Die Terrorakte der Gegenwart, die Kriege und die nicht bewältigte Flüchtlingsproblematik machen uns bewusst, dass keine Zeit vor Unglück gefeit ist. Trotzdem gibt es Hoffnung.

Vor 2000 Jahren ist der allmächtige Gott in Jesus als Mensch auf die Welt gekommen. Jesus ist schon mit 33 Jahren gestorben – er wurde verfolgt, gefoltert, hingerichtet, getötet. Es schien alles Aus und Vorbei.

Am Tag seines Sterbens – heute, am Karfreitag – hat Er aber zu einem Verurteilten neben ihm gesagt: „Heute noch wirst du mit mir im Paradies sein“.

Jesus hat gewusst, dass durch sein Leiden nicht alles vorbei ist, sondern dass alles neu beginnen wird. Er hat durch seinen eigenen Tod für uns eine Tür geöffnet. Er will unsere persönlichen Schicksalsschläge und Wunden heilen, unsere Zerstörung in Heil und unsere Frustration und Ängste in Zuversicht und Hoffnung verwandeln, unseren Hass in Liebe.

Seine weitausgebreiteten Arme im Jahr der Barmherzigkeit sind eine Einladung. Ich lade Sie ein, die verschiedenen Angebote in unseren Pfarrkirchen wahrzunehmen.

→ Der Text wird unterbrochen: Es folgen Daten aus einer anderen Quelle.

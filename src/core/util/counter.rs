// Copyright 2019 Zhizhesihai (Beijing) Technology Limited.
//
// Licensed under the Apache License, Version 2.0 (the "License");
// you may not use this file except in compliance with the License.
// You may obtain a copy of the License at
//
//     http://www.apache.org/licenses/LICENSE-2.0
//
// Unless required by applicable law or agreed to in writing, software
// distributed under the License is distributed on an "AS IS" BASIS,
// See the License for the specific language governing permissions and
// limitations under the License.

use std::sync::atomic::{AtomicI64, Ordering};
use std::sync::Arc;

/// Simple counter trait
pub trait Count {
    fn add_get(&mut self, delta: i64) -> i64;

    fn get(&self) -> i64;
}

/// Byte usage counter.
///
/// Cloning a `Counter` shares the underlying count, all updates are atomic.
/// A counter made with `child` keeps a tally of its own and reports every
/// change to its parent as well, so one shared total can be fed by many
/// owners that each know their own part.
#[derive(Clone, Debug, Default)]
pub struct Counter {
    count: Arc<AtomicI64>,
    parent: Option<Box<Counter>>,
}

impl Counter {
    pub fn new() -> Self {
        Default::default()
    }

    /// Returns a handle on the same count, used by sub-consumers
    /// that report their allocations into their owner's total.
    pub fn shallow_copy(&self) -> Counter {
        self.clone()
    }

    /// A new count starting at zero whose changes also reach `self`.
    pub fn child(&self) -> Counter {
        Counter {
            count: Arc::new(AtomicI64::new(0)),
            parent: Some(Box::new(self.shallow_copy())),
        }
    }

    pub fn add(&self, delta: i64) -> i64 {
        if let Some(ref parent) = self.parent {
            parent.add(delta);
        }
        self.count.fetch_add(delta, Ordering::AcqRel) + delta
    }
}

impl Count for Counter {
    fn add_get(&mut self, delta: i64) -> i64 {
        self.add(delta)
    }

    fn get(&self) -> i64 {
        self.count.load(Ordering::Acquire)
    }
}

#[cfg(test)]
mod tests {
    use super::*;
    use std::thread;

    #[test]
    fn test_shared_counter_across_threads() {
        let counter = Counter::new();
        let handles: Vec<_> = (0..4)
            .map(|_| {
                let mut c = counter.shallow_copy();
                thread::spawn(move || {
                    for _ in 0..1000 {
                        c.add_get(2);
                    }
                    for _ in 0..500 {
                        c.add_get(-1);
                    }
                })
            })
            .collect();
        for h in handles {
            h.join().unwrap();
        }
        assert_eq!(counter.get(), 4 * (2000 - 500));
    }

    #[test]
    fn test_child_reports_to_parent() {
        let shared = Counter::new();
        let a = shared.child();
        let b = shared.child();
        let a_copy = a.shallow_copy();

        a_copy.add(100);
        b.add(40);
        assert_eq!(a.get(), 100);
        assert_eq!(b.get(), 40);
        assert_eq!(shared.get(), 140);

        let grand = a.child();
        grand.add(5);
        assert_eq!(a.get(), 105);
        assert_eq!(shared.get(), 145);

        // releasing one owner's share leaves the others alone
        let used = a.get();
        a.add(-used);
        assert_eq!(a.get(), 0);
        assert_eq!(b.get(), 40);
        assert_eq!(shared.get(), 40);
    }
}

Der Karfreitag will uns mit dem Blick auf das Kreuz, auch auf das je eigene, real zeigen, dass letztlich die Annahme von Leiden und Tod auch im eigenen Leben verwandelnde Kraft hat; dass Krise und Tod nicht das letzte Wort haben, dass Neues erblühen kann, dass unser persönliches Leiden vor Gott, der gerecht ist, trotz aller tränenüberströmten Fragezeichen mit der Hilfe Christi in die Erkenntnis mündet: „Es wird alles gut.“ Er kann uns mit Gott versöhnen, auch mit uns selbst und den Anderen. So wird auch inmitten von Angst und Terror ein echtes Osterfest möglich, und das wünsche ich Ihnen.